Rabbi Tsadok Hacohen de Lublin écrit [Tsidkat Hatsadik § 54, non mentionné dans certaines éditions] : “L’essentiel de la judéité réside dans le fait d’être appelé par le nom d’Israël, comme il est dit : ‘L’un dira : je suis à Dieu ! … et un autre … se fera appeler par le nom d’Israël’, car s’il n’avait en lui que cette qualité de se faire appeler par le nom d’Israël, cela suffirait. Et nous trouvons au début du chapitre ‘Klal Gadol’ de la Guémara de Chabbat [68b] : ‘celui qui s’est converti parmi les nations et qui apporte un sacrifice expiatoire pour la consommation de graisse interdite, pour la consommation de sang, pour la transgression de Chabbat et pour la pratique de l’idolâtrie, qui ne savait pas du tout que c’était interdit, même pour l’idolâtrie et pour le Chabbat, et qui s’avère ne rien connaître de toute la Thora, en quoi est-il un converti, redevable d’un expiatoire ? – pour la seule raison qu’il se réclame du nom d’Israël…’ Et c’est dans ce sens qu’il est dit : ‘Ephraïm s’est lié aux idoles ? – qu’on le laisse !’ [Osée 4, 17]. Car il reste attaché à une seule nation, ils ne s’est pas mis à l’écart pour rejoindre les autres nations et s’y intégrer”.

Il n’aura plus honte d’être appelé par ce nom devant tout le grand monde éclairé, car il reconnaîtra la force et la vérité qui sont en lui.
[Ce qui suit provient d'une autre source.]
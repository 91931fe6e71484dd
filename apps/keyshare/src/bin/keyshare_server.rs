//! Keyshare Server
//!
//! Custodian of the server-side share of each user's credential secret.
//!
//! ## Responsibilities
//!
//! - Register users with a PIN and an encrypted secret share
//! - Verify PINs with attempt limiting and exponential lockout
//! - Issue signed assertions for the session layer
//! - Re-seal containers after a storage key rotation
//!
//! ## Security
//!
//! - Authenticates the session layer via `INTERNAL_SERVICE_TOKEN`
//! - Refuses to start with missing or malformed key material
//! - Serves over TLS when `KEYSHARE_TLS_CERT` / `KEYSHARE_TLS_PRIVKEY` are set
//! - Rate limits PIN endpoints per forwarded client address

use actix_web::{App, HttpServer, middleware, web};
use keyshare_server::{
    app,
    config::Settings,
    middleware::{InternalAuth, RateLimitConfig, RateLimiters},
    routes, telemetry,
};
use tracing_actix_web::TracingLogger;

#[actix_web::main]
async fn main() -> std::io::Result<()> {
    // Initialize tracing first
    telemetry::init_tracing();

    // Load and validate settings
    let settings = match Settings::from_env() {
        Ok(settings) => settings,
        Err(message) => {
            tracing::error!("{message}");
            std::process::exit(1);
        }
    };

    if let Err(message) = settings.validate() {
        tracing::error!("{message}");
        std::process::exit(1);
    }

    // Keys, issuer and store; any failure is fatal
    let core = match app::build_core(&settings) {
        Ok(core) => core,
        Err(e) => {
            tracing::error!(error = %e, "Failed to initialize keyshare core");
            std::process::exit(1);
        }
    };

    // Listener TLS; a malformed certificate or key is fatal
    let tls_config = match app::load_tls(&settings) {
        Ok(config) => config,
        Err(e) => {
            tracing::error!(error = %e, "Failed to load TLS configuration");
            std::process::exit(1);
        }
    };

    let addr = settings.socket_addr();

    // Load rate limit configuration from environment
    let rate_config = RateLimitConfig::from_env();
    tracing::info!(
        pin_per_minute = rate_config.pin_per_minute,
        pin_burst = rate_config.pin_burst,
        "Rate limiting enabled"
    );
    // Built once so every worker shares the same buckets
    let rate_limiters = RateLimiters::new(&rate_config);

    tracing::info!(
        addr = %addr,
        db_type = %settings.db_type(),
        production = settings.is_production(),
        internal_token_required = settings.internal_token_required(),
        tls = settings.tls_enabled(),
        "Starting keyshare server"
    );

    let auth = InternalAuth::new(&settings);
    let json_config = web::JsonConfig::default().limit(settings.body_limit_bytes());
    let request_timeout = settings.request_timeout();
    let settings_data = web::Data::new(settings);
    let core_data = web::Data::new(core);

    let server = HttpServer::new(move || {
        let rate_limiters = rate_limiters.clone();
        App::new()
            // Rate limiting, after the token check has vetted forwarded headers
            .wrap(rate_limiters.general())
            // Internal token check
            .wrap(auth.clone())
            // Request tracing
            .wrap(TracingLogger::default())
            // Default headers
            .wrap(middleware::DefaultHeaders::new().add(("X-Service", "keyshare-server")))
            // Shared state
            .app_data(json_config.clone())
            .app_data(settings_data.clone())
            .app_data(core_data.clone())
            // Routes
            .configure(routes::health::configure)
            .configure(move |cfg| routes::users::configure(cfg, &rate_limiters))
            .configure(routes::assertions::configure)
            .configure(routes::admin::configure)
    })
    .client_request_timeout(request_timeout);

    if let Some(tls_config) = tls_config {
        tracing::info!("TLS enabled");
        server.bind_rustls_0_23(addr, tls_config)?.run().await?;
    } else {
        tracing::warn!("TLS disabled; the listener accepts plain HTTP");
        server.bind(addr)?.run().await?;
    }

    // Shutdown tracing
    telemetry::shutdown_tracing();

    Ok(())
}
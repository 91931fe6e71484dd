//! Plaintext secret share payload.
//!
//! A [`UserSecretShare`] only ever lives inside an authenticated request.
//! Its bytes are zeroized when the value is dropped, which covers normal
//! return, early `?` exits and unwinding panics alike. `Debug` is redacted so
//! the share cannot end up in logs by accident.
//!
//! ## Payload layout (inside the secure container)
//!
//! ```text
//! version (1) || created_at unix seconds (i64 LE) || secret bytes
//! ```

use std::fmt;

use chrono::{DateTime, Utc};
use zeroize::{Zeroize, ZeroizeOnDrop, Zeroizing};

use crate::error::{KeyshareError, KeyshareResult};

/// Current payload format version.
pub const SHARE_VERSION: u8 = 1;

const PAYLOAD_HEADER_LEN: usize = 1 + 8;

/// The server's contribution to a user's credential secret.
#[derive(Zeroize, ZeroizeOnDrop)]
pub struct UserSecretShare {
    #[zeroize(skip)]
    version: u8,
    #[zeroize(skip)]
    created_at: DateTime<Utc>,
    secret: Vec<u8>,
}

impl UserSecretShare {
    /// Wrap freshly generated or imported secret bytes.
    pub fn new(secret: Vec<u8>) -> Self {
        Self {
            version: SHARE_VERSION,
            created_at: Utc::now(),
            secret,
        }
    }

    pub fn version(&self) -> u8 {
        self.version
    }

    pub fn created_at(&self) -> DateTime<Utc> {
        self.created_at
    }

    /// Borrow the secret bytes for immediate consumption.
    pub fn expose_secret(&self) -> &[u8] {
        &self.secret
    }

    /// Encode into the plaintext payload sealed by the container codec.
    pub fn to_payload(&self) -> Zeroizing<Vec<u8>> {
        let mut payload = Zeroizing::new(Vec::with_capacity(PAYLOAD_HEADER_LEN + self.secret.len()));
        payload.push(self.version);
        payload.extend_from_slice(&self.created_at.timestamp().to_le_bytes());
        payload.extend_from_slice(&self.secret);
        payload
    }

    /// Decode a payload produced by [`Self::to_payload`].
    ///
    /// The input buffer is zeroized before returning.
    pub fn from_payload(payload: Vec<u8>) -> KeyshareResult<Self> {
        let payload = Zeroizing::new(payload);

        if payload.len() < PAYLOAD_HEADER_LEN {
            return Err(KeyshareError::MalformedContainer(
                "secret share payload truncated".to_string(),
            ));
        }
        if payload[0] != SHARE_VERSION {
            return Err(KeyshareError::MalformedContainer(format!(
                "unsupported secret share version {}",
                payload[0]
            )));
        }

        let mut ts = [0u8; 8];
        ts.copy_from_slice(&payload[1..PAYLOAD_HEADER_LEN]);
        let created_at = DateTime::from_timestamp(i64::from_le_bytes(ts), 0).ok_or_else(|| {
            KeyshareError::MalformedContainer("secret share timestamp out of range".to_string())
        })?;

        Ok(Self {
            version: payload[0],
            created_at,
            secret: payload[PAYLOAD_HEADER_LEN..].to_vec(),
        })
    }
}

impl fmt::Debug for UserSecretShare {
    fn fmt(&self, f: &mut fmt::Formatter<'_>) -> fmt::Result {
        f.debug_struct("UserSecretShare")
            .field("version", &self.version)
            .field("created_at", &self.created_at)
            .field("secret", &"[REDACTED]")
            .finish()
    }
}
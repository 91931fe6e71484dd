//! Tracing setup.
//!
//! Console logs are human readable unless `KEYSHARE_LOG_FORMAT=json`, which
//! emits one JSON object per event. With the `otel` feature, spans are also
//! exported over OTLP/HTTP to `OTEL_EXPORTER_OTLP_ENDPOINT`
//! (default `http://localhost:4318`).

use tracing_subscriber::{EnvFilter, fmt, layer::SubscriberExt, util::SubscriberInitExt};

const DEFAULT_FILTER: &str = "keyshare_server=info,actix_web=info";

#[cfg(feature = "otel")]
const SERVICE_NAME: &str = "keyshare-server";

fn env_filter() -> EnvFilter {
    EnvFilter::try_from_default_env().unwrap_or_else(|_| DEFAULT_FILTER.into())
}

fn json_logs() -> bool {
    std::env::var("KEYSHARE_LOG_FORMAT")
        .map(|v| v.trim().eq_ignore_ascii_case("json"))
        .unwrap_or(false)
}

/// Initialize tracing with console output only.
#[cfg(not(feature = "otel"))]
pub fn init_tracing() {
    let json = json_logs();

    tracing_subscriber::registry()
        .with(env_filter())
        .with(json.then(|| fmt::layer().json()))
        .with((!json).then(fmt::layer))
        .init();
}

/// No-op shutdown when OpenTelemetry is disabled.
#[cfg(not(feature = "otel"))]
pub fn shutdown_tracing() {}

#[cfg(feature = "otel")]
mod otel {
    use std::sync::OnceLock;

    use opentelemetry_otlp::WithExportConfig;
    use opentelemetry_sdk::trace::SdkTracerProvider;

    /// Global tracer provider for shutdown.
    pub(super) static TRACER_PROVIDER: OnceLock<SdkTracerProvider> = OnceLock::new();

    pub(super) fn tracer_provider() -> Result<SdkTracerProvider, String> {
        let endpoint = std::env::var("OTEL_EXPORTER_OTLP_ENDPOINT")
            .unwrap_or_else(|_| "http://localhost:4318".to_string());

        let exporter = opentelemetry_otlp::SpanExporter::builder()
            .with_http()
            .with_endpoint(endpoint)
            .build()
            .map_err(|e| format!("failed to create OTLP exporter: {e}"))?;

        let resource = opentelemetry_sdk::Resource::builder()
            .with_service_name(super::SERVICE_NAME)
            .build();

        Ok(SdkTracerProvider::builder()
            .with_batch_exporter(exporter)
            .with_resource(resource)
            .build())
    }
}

/// Initialize tracing with console output and OTLP export.
///
/// An exporter that cannot be built leaves console logging working and is
/// reported once the subscriber is up.
#[cfg(feature = "otel")]
pub fn init_tracing() {
    use opentelemetry::trace::TracerProvider as _;
    use tracing_opentelemetry::OpenTelemetryLayer;

    let json = json_logs();

    let (otel_layer, otel_error) = match otel::tracer_provider() {
        Ok(provider) => {
            let tracer = provider.tracer(SERVICE_NAME);
            let _ = otel::TRACER_PROVIDER.set(provider.clone());
            opentelemetry::global::set_tracer_provider(provider);
            (Some(OpenTelemetryLayer::new(tracer)), None)
        }
        Err(e) => (None, Some(e)),
    };

    tracing_subscriber::registry()
        .with(env_filter())
        .with(json.then(|| fmt::layer().json()))
        .with((!json).then(fmt::layer))
        .with(otel_layer)
        .init();

    if let Some(error) = otel_error {
        tracing::warn!(%error, "OpenTelemetry export disabled");
    }
}

/// Shutdown OpenTelemetry and flush remaining spans.
#[cfg(feature = "otel")]
pub fn shutdown_tracing() {
    if let Some(provider) = otel::TRACER_PROVIDER.get()
        && let Err(e) = provider.shutdown()
    {
        tracing::error!("Error shutting down tracer provider: {e:?}");
    }
}
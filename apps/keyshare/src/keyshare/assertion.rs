//! Signed assertions (RS256 JWTs).
//!
//! Assertions attest that a protocol step succeeded, most importantly that a
//! user just passed PIN verification. They are short-lived bearer tokens:
//! validity is purely a function of the signature and the `exp` claim.
//!
//! ## Claims
//!
//! - `iss`: configured issuer string
//! - `sub`: user or session identifier
//! - `iat` / `exp`: Unix seconds; `exp` is always set
//! - `jti`: random token identifier
//! - `kind`: `pin` or `commitment_proof`
//!
//! The JOSE header carries `kid`, the configured signing key identifier, so a
//! verifier holding several public keys across a rotation can pick the
//! matching one.

use std::collections::HashMap;
use std::time::Duration;

use chrono::{DateTime, Utc};
use jsonwebtoken::{Algorithm, DecodingKey, EncodingKey, Header, Validation, decode, decode_header, encode};
use serde::{Deserialize, Serialize};
use serde_json::{Map, Value};
use uuid::Uuid;

use crate::error::{KeyshareError, KeyshareResult};

/// Default issuer claim.
pub const DEFAULT_ISSUER: &str = "keyshare_server";

/// Default assertion lifetime (5 minutes).
pub const DEFAULT_EXPIRY: Duration = Duration::from_secs(5 * 60);

/// Claim names managed by the issuer; callers cannot override them.
const RESERVED_CLAIMS: [&str; 8] = ["iss", "sub", "aud", "iat", "nbf", "exp", "jti", "kind"];

/// What an assertion attests.
#[derive(Debug, Clone, Copy, Serialize, Deserialize, PartialEq, Eq)]
#[serde(rename_all = "snake_case")]
pub enum AssertionKind {
    /// The subject passed PIN verification.
    Pin,
    /// The keyshare contributed commitments for a proof session.
    CommitmentProof,
}

/// Claims contained in an assertion JWT.
#[derive(Debug, Clone, Serialize, Deserialize, PartialEq)]
pub struct AssertionClaims {
    /// Issuer
    pub iss: String,
    /// Subject (user or session identifier)
    pub sub: String,
    /// Issued at timestamp (Unix seconds)
    pub iat: i64,
    /// Expiration timestamp (Unix seconds)
    pub exp: i64,
    /// Token identifier
    pub jti: String,
    /// Assertion kind
    pub kind: AssertionKind,
    /// Additional caller-supplied claims
    #[serde(flatten)]
    pub extra: Map<String, Value>,
}

/// Signs assertions with the configured RSA key.
pub struct AssertionIssuer {
    key_id: u32,
    issuer: String,
    default_expiry: Duration,
    encoding_key: EncodingKey,
}

impl AssertionIssuer {
    /// Build an issuer from a PEM encoded RSA private key.
    ///
    /// Performs a test signature so a malformed key fails at startup rather
    /// than on the first request.
    pub fn from_pem(
        pem: &[u8],
        key_id: u32,
        issuer: impl Into<String>,
        default_expiry: Duration,
    ) -> KeyshareResult<Self> {
        let encoding_key = EncodingKey::from_rsa_pem(pem).map_err(|e| {
            KeyshareError::InvalidKeyMaterial(format!("invalid JWT signing key: {e}"))
        })?;

        if default_expiry.is_zero() {
            return Err(KeyshareError::Config(
                "assertion expiry must be greater than zero".to_string(),
            ));
        }

        let issuer = Self {
            key_id,
            issuer: issuer.into(),
            default_expiry,
            encoding_key,
        };

        issuer
            .issue(
                "startup-check",
                AssertionKind::Pin,
                Map::new(),
                Some(Duration::from_secs(1)),
            )
            .map_err(|e| {
                KeyshareError::InvalidKeyMaterial(format!("JWT signing key unusable: {e}"))
            })?;

        Ok(issuer)
    }

    pub fn key_id(&self) -> u32 {
        self.key_id
    }

    pub fn issuer(&self) -> &str {
        &self.issuer
    }

    /// Sign an assertion valid from now.
    pub fn issue(
        &self,
        subject: &str,
        kind: AssertionKind,
        extra: Map<String, Value>,
        expiry: Option<Duration>,
    ) -> KeyshareResult<String> {
        self.issue_at(subject, kind, extra, expiry, Utc::now())
    }

    /// Sign an assertion with an explicit issuance time.
    pub fn issue_at(
        &self,
        subject: &str,
        kind: AssertionKind,
        mut extra: Map<String, Value>,
        expiry: Option<Duration>,
        now: DateTime<Utc>,
    ) -> KeyshareResult<String> {
        for claim in RESERVED_CLAIMS {
            extra.remove(claim);
        }

        let lifetime = expiry
            .filter(|d| !d.is_zero())
            .unwrap_or(self.default_expiry);
        let lifetime_secs = i64::try_from(lifetime.as_secs())
            .map_err(|_| KeyshareError::InvalidInput("assertion expiry too large".to_string()))?;
        let iat = now.timestamp();

        let claims = AssertionClaims {
            iss: self.issuer.clone(),
            sub: subject.to_string(),
            iat,
            exp: iat.saturating_add(lifetime_secs),
            jti: Uuid::new_v4().to_string(),
            kind,
            extra,
        };

        let mut header = Header::new(Algorithm::RS256);
        header.kid = Some(self.key_id.to_string());

        encode(&header, &claims, &self.encoding_key)
            .map_err(|e| KeyshareError::Signing(e.to_string()))
    }
}

/// Verifies assertions against one or more known public keys.
///
/// Used by downstream consumers of the assertions and by tests.
pub struct AssertionVerifier {
    issuer: String,
    keys: HashMap<String, DecodingKey>,
}

impl AssertionVerifier {
    pub fn new(issuer: impl Into<String>) -> Self {
        Self {
            issuer: issuer.into(),
            keys: HashMap::new(),
        }
    }

    /// Register the public key for a signing key identifier.
    pub fn add_public_key_pem(&mut self, key_id: u32, pem: &[u8]) -> KeyshareResult<()> {
        let key = DecodingKey::from_rsa_pem(pem).map_err(|e| {
            KeyshareError::InvalidKeyMaterial(format!("invalid JWT public key: {e}"))
        })?;
        self.keys.insert(key_id.to_string(), key);
        Ok(())
    }

    /// Verify an assertion at the current time.
    pub fn verify(&self, token: &str) -> KeyshareResult<AssertionClaims> {
        self.verify_at(token, Utc::now())
    }

    /// Verify signature, issuer and expiry relative to `now`.
    ///
    /// The token is accepted while `now < exp`.
    pub fn verify_at(&self, token: &str, now: DateTime<Utc>) -> KeyshareResult<AssertionClaims> {
        let header = decode_header(token)?;
        let kid = header.kid.ok_or_else(|| {
            KeyshareError::InvalidAssertion("Missing key ID in JWT header".to_string())
        })?;
        let key = self
            .keys
            .get(&kid)
            .ok_or_else(|| KeyshareError::InvalidAssertion(format!("Key not found: {kid}")))?;

        let mut validation = Validation::new(Algorithm::RS256);
        validation.set_required_spec_claims(&["exp", "iat", "iss", "sub"]);
        validation.set_issuer(&[self.issuer.as_str()]);
        // Expiry is checked below against the caller's clock.
        validation.validate_exp = false;

        let claims = decode::<AssertionClaims>(token, key, &validation)?.claims;

        if now.timestamp() >= claims.exp {
            return Err(KeyshareError::AssertionExpired);
        }

        Ok(claims)
    }
}
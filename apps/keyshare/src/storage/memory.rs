//! In-memory user store.
//!
//! Not durable: everything is lost on restart. Rejected in production.

use std::collections::HashMap;
use std::sync::{Arc, RwLock};

use crate::error::{KeyshareError, KeyshareResult};
use crate::keyshare::SecureContainer;
use crate::storage::{CasOutcome, PinState, UserRecord, UserStore};

/// Map of user id to record behind a lock. Clone is cheap.
#[derive(Clone, Default)]
pub struct MemoryStore {
    users: Arc<RwLock<HashMap<String, UserRecord>>>,
}

impl MemoryStore {
    pub fn new() -> Self {
        Self::default()
    }
}

fn poisoned<T>(_: T) -> KeyshareError {
    KeyshareError::Storage("memory store lock poisoned".to_string())
}

impl UserStore for MemoryStore {
    fn get(&self, user_id: &str) -> KeyshareResult<UserRecord> {
        let users = self.users.read().map_err(poisoned)?;
        users
            .get(user_id)
            .cloned()
            .ok_or_else(|| KeyshareError::UserNotFound(user_id.to_string()))
    }

    fn insert(&self, record: UserRecord) -> KeyshareResult<()> {
        let mut users = self.users.write().map_err(poisoned)?;
        if users.contains_key(&record.user_id) {
            return Err(KeyshareError::UserExists(record.user_id));
        }
        users.insert(record.user_id.clone(), record);
        Ok(())
    }

    fn compare_and_update_pin_state(
        &self,
        user_id: &str,
        expected: &PinState,
        new: PinState,
    ) -> KeyshareResult<CasOutcome> {
        let mut users = self.users.write().map_err(poisoned)?;
        let record = users
            .get_mut(user_id)
            .ok_or_else(|| KeyshareError::UserNotFound(user_id.to_string()))?;

        if record.pin != *expected {
            return Ok(CasOutcome::Conflict);
        }
        record.pin = new;
        Ok(CasOutcome::Updated)
    }

    fn replace_secure_container(
        &self,
        user_id: &str,
        expected: &SecureContainer,
        new: SecureContainer,
    ) -> KeyshareResult<CasOutcome> {
        let mut users = self.users.write().map_err(poisoned)?;
        let record = users
            .get_mut(user_id)
            .ok_or_else(|| KeyshareError::UserNotFound(user_id.to_string()))?;

        if record.container != *expected {
            return Ok(CasOutcome::Conflict);
        }
        record.container = new;
        Ok(CasOutcome::Updated)
    }

    fn user_ids(&self) -> KeyshareResult<Vec<String>> {
        let users = self.users.read().map_err(poisoned)?;
        Ok(users.keys().cloned().collect())
    }
}
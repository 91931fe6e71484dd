//! TLS for the HTTP listener.
//!
//! Builds a rustls server configuration from PEM material read by
//! [`Settings::load_tls_material`](crate::config::Settings::load_tls_material).
//! Any problem with the certificate chain or key is fatal at startup.
//!
//! ```ignore
//! let config = tls::load_server_config(&material)?;
//! server.bind_rustls_0_23(addr, config)?.run().await
//! ```

use std::path::Path;
use std::sync::Arc;

use rustls::ServerConfig;
use rustls::pki_types::{CertificateDer, PrivateKeyDer};

use crate::config::TlsMaterial;
use crate::error::{KeyshareError, KeyshareResult};

/// Parse a PEM certificate chain.
fn parse_certs(pem: &[u8]) -> KeyshareResult<Vec<CertificateDer<'static>>> {
    let certs: Vec<CertificateDer<'static>> = rustls_pemfile::certs(&mut &pem[..])
        .collect::<Result<Vec<_>, _>>()
        .map_err(|e| KeyshareError::TlsConfig(format!("Failed to parse certificates: {e}")))?;

    if certs.is_empty() {
        return Err(KeyshareError::TlsConfig(
            "No certificates found in TLS certificate PEM".to_string(),
        ));
    }

    Ok(certs)
}

/// Parse a PEM private key.
///
/// Supports PKCS#8, RSA, and EC private keys.
fn parse_private_key(pem: &[u8]) -> KeyshareResult<PrivateKeyDer<'static>> {
    rustls_pemfile::private_key(&mut &pem[..])
        .map_err(|e| KeyshareError::TlsConfig(format!("Failed to parse private key: {e}")))?
        .ok_or_else(|| {
            KeyshareError::TlsConfig("No private key found in TLS key PEM".to_string())
        })
}

/// Build the server TLS configuration.
///
/// The ring provider is selected explicitly so the result does not depend
/// on which rustls crypto features other crates enable.
pub fn load_server_config(material: &TlsMaterial) -> KeyshareResult<ServerConfig> {
    let cert_chain = parse_certs(&material.cert_chain)?;
    let private_key = parse_private_key(&material.private_key)?;
    let chain_len = cert_chain.len();

    let config = ServerConfig::builder_with_provider(Arc::new(
        rustls::crypto::ring::default_provider(),
    ))
    .with_safe_default_protocol_versions()
    .map_err(|e| KeyshareError::TlsConfig(format!("Unsupported protocol versions: {e}")))?
    .with_no_client_auth()
    .with_single_cert(cert_chain, private_key)
    .map_err(|e| KeyshareError::TlsConfig(format!("Failed to build server config: {e}")))?;

    tracing::info!(chain_len, "Loaded TLS server configuration");
    Ok(config)
}

/// Check if PEM file permissions are secure (not world-readable).
///
/// Logs a warning if the file is readable by group or others.
#[cfg(unix)]
pub fn check_key_permissions(path: &Path) {
    use std::os::unix::fs::PermissionsExt;

    if let Ok(metadata) = std::fs::metadata(path) {
        let mode = metadata.permissions().mode();
        if mode & 0o044 != 0 {
            tracing::warn!(
                path = %path.display(),
                mode = format!("{mode:o}"),
                "TLS private key file has overly permissive permissions. \
                 Consider running: chmod 600 {}",
                path.display()
            );
        }
    }
}

#[cfg(not(unix))]
pub fn check_key_permissions(_path: &Path) {}


#[cfg(test)]
mod tests {
    use super::*;
    use zeroize::Zeroizing;

    fn material(cert: &str, key: &str) -> TlsMaterial {
        TlsMaterial {
            cert_chain: Zeroizing::new(cert.as_bytes().to_vec()),
            private_key: Zeroizing::new(key.as_bytes().to_vec()),
        }
    }

    #[test]
    fn test_load_server_config() {
        let (cert, key) = test_support::self_signed_pems();
        let config = load_server_config(&material(&cert, &key));
        assert!(config.is_ok(), "Failed to load server config: {config:?}");
    }

    #[test]
    fn test_malformed_certificate_rejected() {
        let (_, key) = test_support::self_signed_pems();
        let result = load_server_config(&material("not a certificate", &key));
        assert!(matches!(result, Err(KeyshareError::TlsConfig(_))));
    }

    #[test]
    fn test_missing_private_key_rejected() {
        let (cert, _) = test_support::self_signed_pems();
        let result = load_server_config(&material(&cert, &cert));
        assert!(matches!(result, Err(KeyshareError::TlsConfig(_))));
    }

    #[cfg(unix)]
    #[test]
    fn test_check_key_permissions_does_not_panic() {
        let dir = tempfile::tempdir().unwrap();
        let path = dir.path().join("tls.key");
        std::fs::write(&path, "key").unwrap();
        check_key_permissions(&path);
        check_key_permissions(&dir.path().join("missing.key"));
    }
}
Le cœur des pères – d’abord – commencera par prendre conscience de tout le trésor de bien, et de la richesse cachée qui est dans leurs fils, dans la profondeur de leur âme alerte et vive, et – à partir de là – les fils prendront conscience de la sainteté et de la pureté, de la splendeur et de la magnificence qui sont entières dans le cœur des pères, – toutes les qualités morales, les mitsvot, la sainteté, la prière, qu’on trouve chez les harédim ‒ toutes choses qu’ils ont acquises en patrimoine au fil des générations par la fidélité à la sainteté de la Thora et des mitsvot, et par l’attachement profond au Nom de l’Éternel Dieu d’Israël, qui réside à Sion et choisit Jérusalem. Chacun prendra de son prochain tout ce qui est bon, tout ce qui est agréable et approprié, les pères des fils et les fils des pères, comme l’a expliqué à plusieurs reprises le Rav notre maître, à la lumière de la sagesse, du courage, de la force et de la modestie des deux parties, car toutes ces choses amèneront à la certitude absolue que c’est seulement par l’union spirituelle du jeune Israël avec l’ancien Israël – le ‘Nouveau Yichouv’ et ‘l’Ancien Yichouv’ – que viendra le salut et que fleurira la Délivrance.

“J’ai mis mes paroles dans ta bouche, et Je t’ai abrité à l’ombre de ma main, pour implanter les cieux et fonder la Terre, et pour dire à Sion : ‘tu es mon peuple’” [Isaïe 51, 16]

“Mon inspiration qui est sur toi, et mes paroles que J’ai mises dans ta bouche, ne s’écarteront pas de ta bouche, ni de la bouche de ta descendance, ni de la bouche de la descendance de ta descendance, dit l’Éternel, dès maintenant et à jamais”  [Isaïe 59, 21].